- ACTIVITY: Scan the data, and whenever a line contains "into", copy it.

- SUPPLIED ENTRIES:

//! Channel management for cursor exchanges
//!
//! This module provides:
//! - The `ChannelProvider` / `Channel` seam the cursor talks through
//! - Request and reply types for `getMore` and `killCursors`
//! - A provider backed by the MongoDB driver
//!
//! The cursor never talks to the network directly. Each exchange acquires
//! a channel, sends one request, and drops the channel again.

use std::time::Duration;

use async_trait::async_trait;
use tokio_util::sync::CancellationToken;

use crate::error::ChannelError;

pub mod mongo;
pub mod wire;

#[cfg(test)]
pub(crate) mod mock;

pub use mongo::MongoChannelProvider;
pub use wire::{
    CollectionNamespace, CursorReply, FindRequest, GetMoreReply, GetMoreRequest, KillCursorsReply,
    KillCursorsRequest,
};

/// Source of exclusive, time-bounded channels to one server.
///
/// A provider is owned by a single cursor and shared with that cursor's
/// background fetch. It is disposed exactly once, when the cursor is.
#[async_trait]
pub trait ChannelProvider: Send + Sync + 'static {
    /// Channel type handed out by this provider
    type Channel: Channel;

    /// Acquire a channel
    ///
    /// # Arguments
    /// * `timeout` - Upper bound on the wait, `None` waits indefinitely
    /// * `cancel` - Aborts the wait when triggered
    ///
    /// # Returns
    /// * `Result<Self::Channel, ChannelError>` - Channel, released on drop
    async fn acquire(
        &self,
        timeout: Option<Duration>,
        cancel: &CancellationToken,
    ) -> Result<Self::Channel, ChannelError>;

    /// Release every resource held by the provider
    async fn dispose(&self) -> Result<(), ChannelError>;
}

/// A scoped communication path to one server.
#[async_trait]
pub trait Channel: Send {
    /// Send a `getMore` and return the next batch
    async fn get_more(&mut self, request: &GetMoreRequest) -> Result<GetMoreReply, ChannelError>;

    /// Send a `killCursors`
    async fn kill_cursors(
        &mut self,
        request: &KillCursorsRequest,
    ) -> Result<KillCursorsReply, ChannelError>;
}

---

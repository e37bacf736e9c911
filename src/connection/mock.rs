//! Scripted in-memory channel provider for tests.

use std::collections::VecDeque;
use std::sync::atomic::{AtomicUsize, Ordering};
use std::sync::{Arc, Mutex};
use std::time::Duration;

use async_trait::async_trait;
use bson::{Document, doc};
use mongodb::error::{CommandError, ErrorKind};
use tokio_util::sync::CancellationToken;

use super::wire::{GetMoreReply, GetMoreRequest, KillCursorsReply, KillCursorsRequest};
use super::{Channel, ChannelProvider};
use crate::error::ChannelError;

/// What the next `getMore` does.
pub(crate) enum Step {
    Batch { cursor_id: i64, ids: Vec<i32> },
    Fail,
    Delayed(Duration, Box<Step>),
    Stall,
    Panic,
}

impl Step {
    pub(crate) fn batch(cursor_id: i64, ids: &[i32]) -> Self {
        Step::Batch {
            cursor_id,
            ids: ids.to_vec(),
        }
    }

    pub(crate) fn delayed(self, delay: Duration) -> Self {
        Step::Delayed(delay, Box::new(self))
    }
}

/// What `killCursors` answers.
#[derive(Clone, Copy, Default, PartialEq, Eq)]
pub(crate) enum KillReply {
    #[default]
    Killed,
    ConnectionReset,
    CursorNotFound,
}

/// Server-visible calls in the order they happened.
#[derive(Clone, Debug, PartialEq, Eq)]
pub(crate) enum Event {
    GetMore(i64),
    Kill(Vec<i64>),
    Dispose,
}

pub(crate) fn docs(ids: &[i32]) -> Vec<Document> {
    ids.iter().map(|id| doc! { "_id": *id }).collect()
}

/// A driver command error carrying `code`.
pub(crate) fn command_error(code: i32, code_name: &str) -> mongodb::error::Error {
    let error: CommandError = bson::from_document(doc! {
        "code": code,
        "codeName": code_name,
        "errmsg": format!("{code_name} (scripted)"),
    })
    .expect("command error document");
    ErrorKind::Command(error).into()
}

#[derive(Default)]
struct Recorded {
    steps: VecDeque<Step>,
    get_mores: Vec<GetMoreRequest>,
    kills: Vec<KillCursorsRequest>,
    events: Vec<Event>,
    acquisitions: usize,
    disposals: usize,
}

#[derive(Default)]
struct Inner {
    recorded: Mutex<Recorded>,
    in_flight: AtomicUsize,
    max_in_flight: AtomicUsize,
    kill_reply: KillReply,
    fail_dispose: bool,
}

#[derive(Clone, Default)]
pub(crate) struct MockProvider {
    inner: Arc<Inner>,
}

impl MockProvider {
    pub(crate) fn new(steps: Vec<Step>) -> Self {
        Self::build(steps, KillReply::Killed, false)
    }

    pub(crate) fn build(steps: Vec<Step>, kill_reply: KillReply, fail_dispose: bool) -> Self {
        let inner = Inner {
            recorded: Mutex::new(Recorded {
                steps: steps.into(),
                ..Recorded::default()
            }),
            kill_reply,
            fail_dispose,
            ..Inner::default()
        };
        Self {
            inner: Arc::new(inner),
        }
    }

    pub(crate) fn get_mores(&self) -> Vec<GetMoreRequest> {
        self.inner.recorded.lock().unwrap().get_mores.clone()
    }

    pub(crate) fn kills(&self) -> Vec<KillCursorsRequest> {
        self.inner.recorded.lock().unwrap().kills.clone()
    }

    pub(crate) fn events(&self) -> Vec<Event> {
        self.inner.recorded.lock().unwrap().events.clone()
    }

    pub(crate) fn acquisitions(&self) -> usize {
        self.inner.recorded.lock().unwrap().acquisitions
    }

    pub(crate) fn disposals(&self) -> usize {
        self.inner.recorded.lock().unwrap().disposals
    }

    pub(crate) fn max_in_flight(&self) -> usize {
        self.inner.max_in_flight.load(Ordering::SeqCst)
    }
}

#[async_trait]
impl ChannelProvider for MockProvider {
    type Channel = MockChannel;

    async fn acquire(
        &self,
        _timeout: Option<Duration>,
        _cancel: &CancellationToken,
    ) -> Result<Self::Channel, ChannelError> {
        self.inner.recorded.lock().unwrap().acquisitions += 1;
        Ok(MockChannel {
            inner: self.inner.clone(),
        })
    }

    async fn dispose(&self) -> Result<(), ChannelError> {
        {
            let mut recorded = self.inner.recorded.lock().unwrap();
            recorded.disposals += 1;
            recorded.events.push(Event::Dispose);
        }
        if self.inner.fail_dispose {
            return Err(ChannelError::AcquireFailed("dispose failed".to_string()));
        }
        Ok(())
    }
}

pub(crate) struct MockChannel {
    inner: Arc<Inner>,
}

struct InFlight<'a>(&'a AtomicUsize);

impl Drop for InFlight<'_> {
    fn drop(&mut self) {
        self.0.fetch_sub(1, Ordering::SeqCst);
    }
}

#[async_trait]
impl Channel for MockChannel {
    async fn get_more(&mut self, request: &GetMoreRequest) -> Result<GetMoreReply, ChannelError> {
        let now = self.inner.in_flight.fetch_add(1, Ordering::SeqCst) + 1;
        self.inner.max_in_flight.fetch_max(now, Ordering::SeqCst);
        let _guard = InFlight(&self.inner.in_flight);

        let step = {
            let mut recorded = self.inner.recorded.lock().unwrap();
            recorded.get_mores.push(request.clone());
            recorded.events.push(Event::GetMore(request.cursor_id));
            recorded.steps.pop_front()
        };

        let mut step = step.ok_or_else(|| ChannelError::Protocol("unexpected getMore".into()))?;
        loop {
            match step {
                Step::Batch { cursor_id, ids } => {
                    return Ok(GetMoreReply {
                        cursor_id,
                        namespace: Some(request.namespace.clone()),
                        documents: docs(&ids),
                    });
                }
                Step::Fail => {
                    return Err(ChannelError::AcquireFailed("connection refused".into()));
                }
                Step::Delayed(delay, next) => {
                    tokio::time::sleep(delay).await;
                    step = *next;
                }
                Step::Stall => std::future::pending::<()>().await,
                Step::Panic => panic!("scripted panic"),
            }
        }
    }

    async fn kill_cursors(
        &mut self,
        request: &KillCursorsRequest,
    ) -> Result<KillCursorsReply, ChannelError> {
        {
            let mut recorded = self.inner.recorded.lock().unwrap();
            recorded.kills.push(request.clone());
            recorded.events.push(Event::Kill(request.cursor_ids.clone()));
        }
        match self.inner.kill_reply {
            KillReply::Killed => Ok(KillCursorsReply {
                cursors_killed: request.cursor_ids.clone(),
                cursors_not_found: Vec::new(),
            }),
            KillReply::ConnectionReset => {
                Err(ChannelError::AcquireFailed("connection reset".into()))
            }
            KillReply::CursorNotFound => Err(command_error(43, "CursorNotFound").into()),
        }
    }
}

- RESULT OF THIS EXERCISE:
    ErrorKind::Command(error).into()
                steps: steps.into(),
        let mut step = step.ok_or_else(|| ChannelError::Protocol("unexpected getMore".into()))?;
                    return Err(ChannelError::AcquireFailed("connection refused".into()));
                Err(ChannelError::AcquireFailed("connection reset".into()))
            KillReply::CursorNotFound => Err(command_error(43, "CursorNotFound").into()),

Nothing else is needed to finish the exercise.